2024 Volume 31 Issue 7 Pages 1024-1025
See article vol. 31: 1031-1047
Non-alcoholic fatty liver disease (NAFLD) is the most common liver disease and a major public health concern worldwide. Its prevalence has increased in recent years, and a meta-analysis by Younossi et al. found a global prevalence of NAFLD of 38%, which is a 1.5-fold increase since the 1990s1). In Japan, the prevalence is estimated to be approximately a quarter of the general population based on the results of a study of 71,254 individuals from 13 health centers2). NAFLD includes liver conditions, ranging from steatosis to steatohepatitis to liver cirrhosis. NAFLD is also associated with insulin resistance and components of metabolic syndrome, including obesity, type 2 diabetes, and hyperlipidemia, thereby making it a multisystem disease3). A meta-analysis of observational studies showed an association between NAFLD and cardiovascular disease risk4). These mechanisms have been suggested to involve insulin resistance and diabetes mellitus, but they are not fully understood.

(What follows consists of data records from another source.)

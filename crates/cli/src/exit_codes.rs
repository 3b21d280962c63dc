//! CLI Exit Code Registry
//!
//! This is the single source of truth for all `sgrid` exit codes.
//! Exit codes are part of the shell contract; scripts rely on them.
//!
//! # Exit Code Ranges
//!
//! | Range   | Domain   | Description                                   |
//! |---------|----------|-----------------------------------------------|
//! | 0       | Universal| Success                                       |
//! | 1       | Universal| General error (unspecified)                   |
//! | 2       | Universal| CLI usage error (bad args, unknown owner)     |
//! | 3-9     | config   | Config file missing, unparseable, invalid     |
//! | 10-19   | ledger   | Expense store codes                           |
//! | 20-29   | sync     | Cycle outcomes                                |
//! | 30-39   | grid     | Grid store / values API codes                 |
//!
//! # Adding New Exit Codes
//!
//! 1. Add the constant in the appropriate range
//! 2. Document what triggers it
//! 3. Update the table above
//! 4. Wire it into `CliError::from_*` in main.rs

// =============================================================================
// Universal (0-2)
// =============================================================================

/// Success - command completed without errors.
pub const EXIT_SUCCESS: u8 = 0;

/// General error - unspecified failure.
/// Avoid using this; prefer a specific error code.
pub const EXIT_ERROR: u8 = 1;

/// Usage error - bad arguments, missing `--as`, owner not in the roster.
pub const EXIT_USAGE: u8 = 2;

// =============================================================================
// Config (3-9)
// =============================================================================

/// Config file missing or unreadable.
pub const EXIT_CONFIG_MISSING: u8 = 3;

/// Config file is not valid TOML / has wrong types.
pub const EXIT_CONFIG_PARSE: u8 = 4;

/// Config parsed but failed validation (roster, category table, periods).
pub const EXIT_CONFIG_INVALID: u8 = 5;

// =============================================================================
// Ledger (10-19)
// =============================================================================

/// No expense with the given id.
pub const EXIT_LEDGER_NOT_FOUND: u8 = 10;

/// Expense belongs to the other party.
pub const EXIT_LEDGER_NOT_OWNER: u8 = 11;

/// Expense content rejected (negative amount, empty category, bad date).
pub const EXIT_LEDGER_INVALID: u8 = 12;

/// SQLite failure.
pub const EXIT_LEDGER_STORAGE: u8 = 13;

// =============================================================================
// Sync (20-29)
// =============================================================================

/// Cycle completed but some cell writes failed. The report lists them.
/// Re-running `sgrid sync` is safe: every cycle overwrites.
pub const EXIT_SYNC_PARTIAL: u8 = 20;

/// A record in the period uses a category with no grid row. Nothing written.
pub const EXIT_SYNC_UNKNOWN_CATEGORY: u8 = 21;

/// Ledger kept changing while taking the snapshot. Nothing written.
pub const EXIT_SYNC_SNAPSHOT: u8 = 22;

/// A record's amount is not a valid non-negative value. Nothing written.
pub const EXIT_SYNC_INVALID_RECORD: u8 = 23;

// =============================================================================
// Grid (30-39)
// =============================================================================

/// Sheets backend selected but no token in env or credentials file.
pub const EXIT_GRID_NOT_AUTH: u8 = 30;

/// Grid store unreachable or rejected a read.
pub const EXIT_GRID_ERROR: u8 = 31;

#[cfg(test)]
mod tests {
    use super::*;

    #[test]
    fn codes_are_unique() {
        let codes = [
            EXIT_SUCCESS,
            EXIT_ERROR,
            EXIT_USAGE,
            EXIT_CONFIG_MISSING,
            EXIT_CONFIG_PARSE,
            EXIT_CONFIG_INVALID,
            EXIT_LEDGER_NOT_FOUND,
            EXIT_LEDGER_NOT_OWNER,
            EXIT_LEDGER_INVALID,
            EXIT_LEDGER_STORAGE,
            EXIT_SYNC_PARTIAL,
            EXIT_SYNC_UNKNOWN_CATEGORY,
            EXIT_SYNC_SNAPSHOT,
            EXIT_SYNC_INVALID_RECORD,
            EXIT_GRID_NOT_AUTH,
            EXIT_GRID_ERROR,
        ];
        let mut seen = std::collections::HashSet::new();
        for c in codes {
            assert!(seen.insert(c), "duplicate exit code {c}");
        }
    }
}
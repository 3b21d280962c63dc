//! `splitgrid-core`: shared data model.
//!
//! Expense records, minor-unit money, periods and the static address maps
//! that place a (category, period) pair onto a grid cell.

pub mod address;
pub mod expense;
pub mod money;
pub mod period;

pub use address::{AddressError, CategoryMap, CellAddress, GridLayout, PeriodMap};
pub use expense::{ExpenseRecord, OwnerId, SharingMode};
pub use money::{format_cents, parse_amount, split_shared, AmountError};
pub use period::Period;
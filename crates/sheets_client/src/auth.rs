//! Token storage.
//!
//! Reads/writes ~/.config/splitgrid/credentials.json (0600 on Unix).
//! `SPLITGRID_SHEETS_TOKEN` and `SPLITGRID_SHEETS_API_BASE` override the file.

use std::path::{Path, PathBuf};

use serde::{Deserialize, Serialize};

pub const TOKEN_ENV: &str = "SPLITGRID_SHEETS_TOKEN";
pub const API_BASE_ENV: &str = "SPLITGRID_SHEETS_API_BASE";

#[derive(Debug, Clone, PartialEq, Eq, Serialize, Deserialize)]
pub struct SheetsCredentials {
    /// Bearer token for the values API
    pub token: String,
    /// Overrides `[grid] api_base` when set
    #[serde(default, skip_serializing_if = "Option::is_none")]
    pub api_base: Option<String>,
}

impl SheetsCredentials {
    pub fn new(token: impl Into<String>) -> Self {
        Self { token: token.into(), api_base: None }
    }
}

pub fn credentials_file_path() -> Option<PathBuf> {
    dirs::config_dir().map(|c| c.join("splitgrid/credentials.json"))
}

/// Env first, then the credentials file. None if neither has a token.
pub fn load_credentials() -> Option<SheetsCredentials> {
    let api_base_env = std::env::var(API_BASE_ENV).ok().filter(|s| !s.trim().is_empty());

    if let Some(token) = std::env::var(TOKEN_ENV).ok().filter(|s| !s.trim().is_empty()) {
        return Some(SheetsCredentials { token: token.trim().to_string(), api_base: api_base_env });
    }

    let mut creds = load_credentials_from(&credentials_file_path()?)?;
    if api_base_env.is_some() {
        creds.api_base = api_base_env;
    }
    Some(creds)
}

/// Returns None if the file is missing, unreadable or has an empty token.
pub fn load_credentials_from(path: &Path) -> Option<SheetsCredentials> {
    let contents = std::fs::read_to_string(path).ok()?;
    let creds: SheetsCredentials = serde_json::from_str(&contents).ok()?;
    if creds.token.trim().is_empty() {
        return None;
    }
    Some(creds)
}

pub fn save_credentials(creds: &SheetsCredentials) -> Result<PathBuf, String> {
    let path = credentials_file_path().ok_or("Could not determine config directory")?;
    save_credentials_to(&path, creds)?;
    Ok(path)
}

pub fn save_credentials_to(path: &Path, creds: &SheetsCredentials) -> Result<(), String> {
    if let Some(parent) = path.parent() {
        std::fs::create_dir_all(parent)
            .map_err(|e| format!("Failed to create config directory: {}", e))?;
    }

    let contents = serde_json::to_string_pretty(creds)
        .map_err(|e| format!("Failed to serialize credentials: {}", e))?;

    std::fs::write(path, contents)
        .map_err(|e| format!("Failed to write credentials file: {}", e))?;

    #[cfg(unix)]
    {
        use std::os::unix::fs::PermissionsExt;
        let permissions = std::fs::Permissions::from_mode(0o600);
        std::fs::set_permissions(path, permissions)
            .map_err(|e| format!("Failed to set file permissions: {}", e))?;
    }

    Ok(())
}

#[cfg(test)]
mod tests {
    use super::*;

    #[test]
    fn test_save_and_load() {
        let dir = tempfile::tempdir().unwrap();
        let path = dir.path().join("nested/credentials.json");

        let creds = SheetsCredentials {
            token: "ya29.test".into(),
            api_base: Some("http://127.0.0.1:9".into()),
        };
        save_credentials_to(&path, &creds).unwrap();
        assert_eq!(load_credentials_from(&path), Some(creds));

        #[cfg(unix)]
        {
            use std::os::unix::fs::PermissionsExt;
            let mode = std::fs::metadata(&path).unwrap().permissions().mode();
            assert_eq!(mode & 0o777, 0o600);
        }
    }

    #[test]
    fn test_missing_api_base_is_none() {
        let parsed: SheetsCredentials = serde_json::from_str(r#"{"token":"tok"}"#).unwrap();
        assert_eq!(parsed, SheetsCredentials::new("tok"));
    }

    #[test]
    fn test_blank_token_rejected() {
        let dir = tempfile::tempdir().unwrap();
        let path = dir.path().join("credentials.json");
        std::fs::write(&path, r#"{"token":"   "}"#).unwrap();
        assert!(load_credentials_from(&path).is_none());
    }

    #[test]
    fn test_credentials_path() {
        let path = credentials_file_path().unwrap();
        assert!(path.ends_with("splitgrid/credentials.json"));
    }
}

In this issue of the Journal of Atherosclerosis and Thrombosis, Hirata et al. cross-sectionally analyzed the data of 928 Japanese community dwellers who participated in the Tsuruoka Metabolome Cohort Study (TMCS) to confirm the association between NAFLD and cardiac ankle vascular index (CAVI) as indicated subclinical atherosclerosis and explored the metabolites involved in both by assessing 94 metabolites through capillary electrophoresis-mass spectrometry5). The authors confirmed the association between NAFLD and CAVI and found that NAFLD was associated with 31 of 94 metabolites and CAVI was associated with 10 metabolites, including branched-chain amino acids (BCAAs) and aromatic amino acids (AAAs) Using a mediation analysis, they also showed that BCAAs explain more than 20% of the association between NAFLD and CAVI.
Previous studies have reported an association between NAFLD and BCAAs and AAAs6), and these substances have also been reported to be associated with insulin resistance. Wang et al. in the Framingham Offspring Study, which followed 2,422 people without diabetes for 12 years, found that BCAAs and higher fasting plasma levels of AAAs were associated with an increased risk of future diabetes development7). BCAAs have also been reported to be associated with subclinical atherosclerosis; Jiang et al. in a community-based Chinese cohort of 489 individuals, examined the association between serum levels of 38 metabolites measured by nuclear magnetic resonance and brachial-ankle pulse wave velocity and carotid intima- media thickness and found that BCAAs were associated with a risk of developing subclinical atherosclerosis8). Chelvi et al. examined the association between the plasma levels of 853 metabolites identified by liquid chromatography-mass spectrometry and coronary artery calcification in 700 patients with clinically diagnosed type 2 diabetes, and thus found the BCAA subpathways to be associated with coronary artery calcification9).
The results of the study by Hirata reconfirmed these findings, but are noteworthy in that they revealed metabolomic profiling of both NAFLD and subclinical atherosclerosis in a single study, thus providing insight into the pathogenesis of atherosclerotic disease in NAFLD. On the other hand, the participants in Hirata’s study were limited to TMCS participants with a high prevalence of cardiovascular risk factors, which may have somewhat overestimated the results. Studies in different populations are needed to verify the external validity. In addition, since this was a cross-sectional study, it was not possible to consider temporal relationships. The pathogenesis of atherosclerotic disease should therefore be examined in future prospective studies.